• ACTIVITY
Output the entries that follow, word for word.

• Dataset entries
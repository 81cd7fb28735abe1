//! Error types for the data source clients.

use barometer_traits::BarometerError;
use thiserror::Error;

/// Errors that can occur when fetching series from a provider.
#[derive(Debug, Error)]
pub enum SourceError {
    /// HTTP request failed.
    #[error("HTTP request failed: {0}")]
    Request(#[from] reqwest::Error),

    /// JSON parsing failed.
    #[error("Failed to parse JSON response: {0}")]
    Json(#[from] serde_json::Error),

    /// Provider returned an error.
    #[error("API error: {0}")]
    Api(String),

    /// Response did not have the expected shape.
    #[error("Unexpected response format: {0}")]
    InvalidResponse(String),

    /// No data available.
    #[error("No data available for {0}")]
    NoData(String),
}

impl SourceError {
    /// Converts into the pipeline error taxonomy, naming the series involved.
    pub fn for_series(self, series: &str) -> BarometerError {
        BarometerError::DataFetch(format!("{series}: {self}"))
    }
}

impl From<SourceError> for BarometerError {
    fn from(err: SourceError) -> Self {
        Self::DataFetch(err.to_string())
    }
}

• TASK OUTPUT
repository 81cd7fb28735abe1
//! Error types for the data source clients.

use barometer_traits::BarometerError;
use thiserror::Error;

/// Errors that can occur when fetching series from a provider.
#[derive(Debug, Error)]
pub enum SourceError {
    /// HTTP request failed.
    #[error("HTTP request failed: {0}")]
    Request(#[from] reqwest::Error),

    /// JSON parsing failed.
    #[error("Failed to parse JSON response: {0}")]
    Json(#[from] serde_json::Error),

    /// Provider returned an error.
    #[error("API error: {0}")]
    Api(String),

    /// Response did not have the expected shape.
    #[error("Unexpected response format: {0}")]
    InvalidResponse(String),

    /// No data available.
    #[error("No data available for {0}")]
    NoData(String),
}

impl SourceError {
    /// Converts into the pipeline error taxonomy, naming the series involved.
    pub fn for_series(self, series: &str) -> BarometerError {
        BarometerError::DataFetch(format!("{series}: {self}"))
    }
}

impl From<SourceError> for BarometerError {
    fn from(err: SourceError) -> Self {
        Self::DataFetch(err.to_string())
    }
}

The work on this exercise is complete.